6. LM statistics collection
Neural-network (NN) based Language model (LM) is optional for ASR task. You can skip stage 5-8 by setting --use_lm false
. Statistics calculation stage. It collects the shape information of LM texts and calculates statistics for LM training.
7. LM training
NN-based LM model training stage. You can change the training setting via --lm_config
and --lm_args
options.
See also:
8. LM perplexity
NN-based LM evaluation stage. Perplexity (PPL) is computed against the trained model
See also:
9. N-gram LM training
N-gram-based LM model training stage.
10. ASR statistics collection
Statistics calculation stage. It collects the shape information of input and output texts for ASR training.
Prompt based multi-tasking
- Instructions:
- To enable prompt-based multi-task learning across multiple tasks in English, ensure that
--use_prompt
is set to True. By default, this setting replaces the task specifier in the Whisper formulation with the one specified in the prompt file to perform multi-task learning across multiple tasks in English. Please refer to stage 5 for instructions on adding task specifiers to the Whisper vocabulary. - If you want to perform prompt-based multi-task learning across multiple tasks in multiple languages, additionally, set
--use_lang_prompt
to true.
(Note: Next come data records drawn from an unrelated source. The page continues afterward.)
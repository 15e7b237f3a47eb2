//! Observer hub notified after every successful store mutation.
//!
//! Observers share one capability, [`Observer::on_event`]. The store calls
//! [`ObserverHub::notify`] exactly once per successful operation and never
//! for a rejected one. Events issued while a snapshot is being replayed carry
//! `replay = true` so presentation layers can skip redundant redraws.

use std::collections::VecDeque;
use std::fmt;
use std::sync::{Arc, Mutex};

use serde::Serialize;

use crate::models::RelationshipType;

/// What changed, with the names involved before and after.
#[derive(Debug, Clone, PartialEq, Eq, Serialize)]
#[serde(tag = "event", rename_all = "kebab-case")]
pub enum ModelChange {
    AddClass {
        name: String,
    },
    DeleteClass {
        name: String,
        /// Relationships removed by the cascade.
        relationships_removed: usize,
    },
    RenameClass {
        from: String,
        to: String,
    },
    AddField {
        class: String,
        name: String,
    },
    DeleteField {
        class: String,
        name: String,
    },
    RenameField {
        class: String,
        from: String,
        to: String,
    },
    AddMethod {
        class: String,
        name: String,
    },
    DeleteMethod {
        class: String,
        name: String,
    },
    RenameMethod {
        class: String,
        from: String,
        to: String,
    },
    AddParameter {
        class: String,
        method: String,
        name: String,
    },
    DeleteParameter {
        class: String,
        method: String,
        name: String,
    },
    RenameParameter {
        class: String,
        method: String,
        from: String,
        to: String,
    },
    ReplaceParameters {
        class: String,
        method: String,
        names: Vec<String>,
    },
    AddRelationship {
        source: String,
        destination: String,
        #[serde(rename = "type")]
        kind: RelationshipType,
    },
    DeleteRelationship {
        source: String,
        destination: String,
    },
    ChangeRelationshipType {
        source: String,
        destination: String,
        from: RelationshipType,
        to: RelationshipType,
    },
    /// The whole model was discarded, ahead of a snapshot import.
    Clear,
}

impl ModelChange {
    /// Kebab-case tag naming the operation.
    pub fn kind(&self) -> &'static str {
        match self {
            Self::AddClass { .. } => "add-class",
            Self::DeleteClass { .. } => "delete-class",
            Self::RenameClass { .. } => "rename-class",
            Self::AddField { .. } => "add-field",
            Self::DeleteField { .. } => "delete-field",
            Self::RenameField { .. } => "rename-field",
            Self::AddMethod { .. } => "add-method",
            Self::DeleteMethod { .. } => "delete-method",
            Self::RenameMethod { .. } => "rename-method",
            Self::AddParameter { .. } => "add-parameter",
            Self::DeleteParameter { .. } => "delete-parameter",
            Self::RenameParameter { .. } => "rename-parameter",
            Self::ReplaceParameters { .. } => "replace-parameters",
            Self::AddRelationship { .. } => "add-relationship",
            Self::DeleteRelationship { .. } => "delete-relationship",
            Self::ChangeRelationshipType { .. } => "change-relationship-type",
            Self::Clear => "clear",
        }
    }
}

/// A change plus whether it was issued by snapshot replay.
#[derive(Debug, Clone, PartialEq, Eq, Serialize)]
pub struct ModelEvent {
    #[serde(flatten)]
    pub change: ModelChange,
    pub replay: bool,
}

/// Receives model events.
pub trait Observer: Send + Sync {
    fn on_event(&self, event: &ModelEvent);
}

/// Handle returned by [`ObserverHub::attach`], used to detach later.
#[derive(Debug, Clone, Copy, PartialEq, Eq, Hash)]
pub struct ObserverId(u64);

/// Ordered list of attached observers.
#[derive(Default)]
pub struct ObserverHub {
    next_id: u64,
    observers: Vec<(ObserverId, Arc<dyn Observer>)>,
}

impl ObserverHub {
    pub fn new() -> Self {
        Self::default()
    }

    pub fn attach(&mut self, observer: Arc<dyn Observer>) -> ObserverId {
        let id = ObserverId(self.next_id);
        self.next_id += 1;
        self.observers.push((id, observer));
        id
    }

    /// Returns `false` if the id was not attached.
    pub fn detach(&mut self, id: ObserverId) -> bool {
        let before = self.observers.len();
        self.observers.retain(|(attached, _)| *attached != id);
        self.observers.len() != before
    }

    /// Deliver one event to every observer, in attach order.
    pub fn notify(&self, change: ModelChange, replay: bool) {
        let event = ModelEvent { change, replay };
        for (_, observer) in &self.observers {
            observer.on_event(&event);
        }
    }

    pub fn len(&self) -> usize {
        self.observers.len()
    }

    pub fn is_empty(&self) -> bool {
        self.observers.is_empty()
    }
}

impl fmt::Debug for ObserverHub {
    fn fmt(&self, f: &mut fmt::Formatter<'_>) -> fmt::Result {
        f.debug_struct("ObserverHub")
            .field("observers", &self.observers.len())
            .finish()
    }
}

/// Forwards events to `tracing`.
#[derive(Debug, Default)]
pub struct TracingObserver;

impl Observer for TracingObserver {
    fn on_event(&self, event: &ModelEvent) {
        if event.replay {
            tracing::trace!("model {} (replay): {:?}", event.change.kind(), event.change);
        } else {
            tracing::debug!("model {}: {:?}", event.change.kind(), event.change);
        }
    }
}

/// Bounded in-memory log of the most recent events.
#[derive(Debug)]
pub struct EventLog {
    capacity: usize,
    events: Mutex<VecDeque<ModelEvent>>,
}

impl EventLog {
    pub fn new(capacity: usize) -> Self {
        Self {
            capacity: capacity.max(1),
            events: Mutex::new(VecDeque::with_capacity(capacity.max(1))),
        }
    }

    /// Events oldest first.
    pub fn recent(&self) -> Vec<ModelEvent> {
        let events = self.events.lock().expect("event log lock poisoned");
        events.iter().cloned().collect()
    }

    pub fn clear(&self) {
        self.events.lock().expect("event log lock poisoned").clear();
    }
}

impl Observer for EventLog {
    fn on_event(&self, event: &ModelEvent) {
        let mut events = self.events.lock().expect("event log lock poisoned");
        if events.len() == self.capacity {
            events.pop_front();
        }
        events.push_back(event.clone());
    }
}
//! Entity types for the class model.
//!
//! # Core Concepts
//!
//! - [`ClassEntity`]: A named class owning ordered fields and methods.
//! - [`FieldEntity`]: A named attribute of a class.
//! - [`MethodEntity`]: A named operation of a class. Each method owns its
//!   ordered parameter list, so renaming or deleting a method carries its
//!   parameters along.
//! - [`ParameterEntity`]: A named parameter of a method.
//! - [`RelationshipEntity`]: A typed, directed edge between two classes.
//!
//! ## Persistence
//!
//! - [`SavedModel`]: An entry of the saved-model registry kept by
//!   [`Database`](crate::db::Database).
//!
//! Entities are only created, renamed and destroyed through
//! [`Store`](crate::store::Store) operations. Identity is the current name;
//! there is no separate stable id.

mod class;
mod member;
mod relationship;
mod saved;

pub use class::*;
pub use member::*;
pub use relationship::*;
pub use saved::*;
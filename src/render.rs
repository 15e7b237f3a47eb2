//! ASCII rendering of a class model.

use umlkit_core::models::RelationshipType;
use umlkit_core::snapshot::{ClassSnapshot, Snapshot};

const FIELD: char = '▪';
const METHOD: char = 'ƒ';

/// Arrow drawn between source and destination.
fn arrow(kind: RelationshipType) -> &'static str {
    match kind {
        RelationshipType::Aggregation => "◇───",
        RelationshipType::Composition => "◆───",
        RelationshipType::Inheritance => "───▷",
        RelationshipType::Realization => "┄┄┄▷",
    }
}

/// Render classes with their members, then relationships.
///
/// Example output:
/// ```text
/// Animal
/// ├── ▪ name
/// └── ƒ move(dx, dy)
/// Dog
///
/// Dog ───▷ Animal (inheritance)
/// ```
pub fn render_model(snapshot: &Snapshot) -> String {
    let mut output = String::new();
    for class in &snapshot.classes {
        render_class(&mut output, class);
    }

    if !snapshot.relationships.is_empty() {
        output.push('\n');
        for rel in &snapshot.relationships {
            output.push_str(&format!(
                "{} {} {} ({})\n",
                rel.source,
                arrow(rel.kind),
                rel.destination,
                rel.kind
            ));
        }
    }
    output
}

fn render_class(output: &mut String, class: &ClassSnapshot) {
    output.push_str(&class.name);
    output.push('\n');

    let fields = class.fields.iter().map(|f| (FIELD, f.name.clone()));
    let methods = class.methods.iter().map(|m| {
        let params: Vec<&str> = m.params.iter().map(|p| p.name.as_str()).collect();
        (METHOD, format!("{}({})", m.name, params.join(", ")))
    });
    let members: Vec<(char, String)> = fields.chain(methods).collect();

    for (i, (symbol, label)) in members.iter().enumerate() {
        let branch = if i == members.len() - 1 {
            "└── "
        } else {
            "├── "
        };
        output.push_str(branch);
        output.push(*symbol);
        output.push(' ');
        output.push_str(label);
        output.push('\n');
    }
}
This step replaces both the language and task specifiers in the Whisper formulation with those specified in the prompt file and can also introduce a new dataset specifier. Please ensure that task, dataset, and language specifiers are all included in the Whisper vocabulary for this option to work. - (Optional) To use natural language phrases for prompt-based multi-tasking, set
--use_nlp_prompt
to true. In this case, you do not need to make any modifications to the Whisper vocabulary.
- To enable prompt-based multi-task learning across multiple tasks in English, ensure that
11. ASR training
ASR model training stage. You can change the training setting via --asr_config
and --asr_args
options. You need to follow similar steps as described in stage 10 to perform prompt based multi-task learning.
See also:
12. ASR inference
ASR inference stage.
Prompt based multi-tasking
- Instructions:
- If you have incorporated any special tokens into the Whisper vocabulary, make sure to specify the file containing these special tokens as
prompt_token_file
in decoder config. - If you are utilizing task, language, and dataset specifiers, please specify these specifiers as
lang_prompt_token
in decoder config. - If you are employing a natural language phrase as a prompt, specify the phrase as
nlp_prompt_token
in decoder config. - To perform language identification and voice activity detection, we follow the Whisper's pre-training setupwhere we predict
language id
andno speech
tags immediately after the start of the transcript tag. Hence for these tasks, setlid prompt
to true.
- If you have incorporated any special tokens into the Whisper vocabulary, make sure to specify the file containing these special tokens as
13. ASR scoring
ASR scoring stage: error rates (char / word / token) are computed.
14. (Optional) Pack results for upload
Packing stage. It packs the trained model files to prepare for uploading to Hugging Face.
See also:
15: (Optional) Upload model
Upload the trained model to Hugging Face for sharing. Additional information at Docs.
How to run
SLU-Multi-task-training
Here, we show the procedure to run multi-tasking learning across 14 speech classification tasks.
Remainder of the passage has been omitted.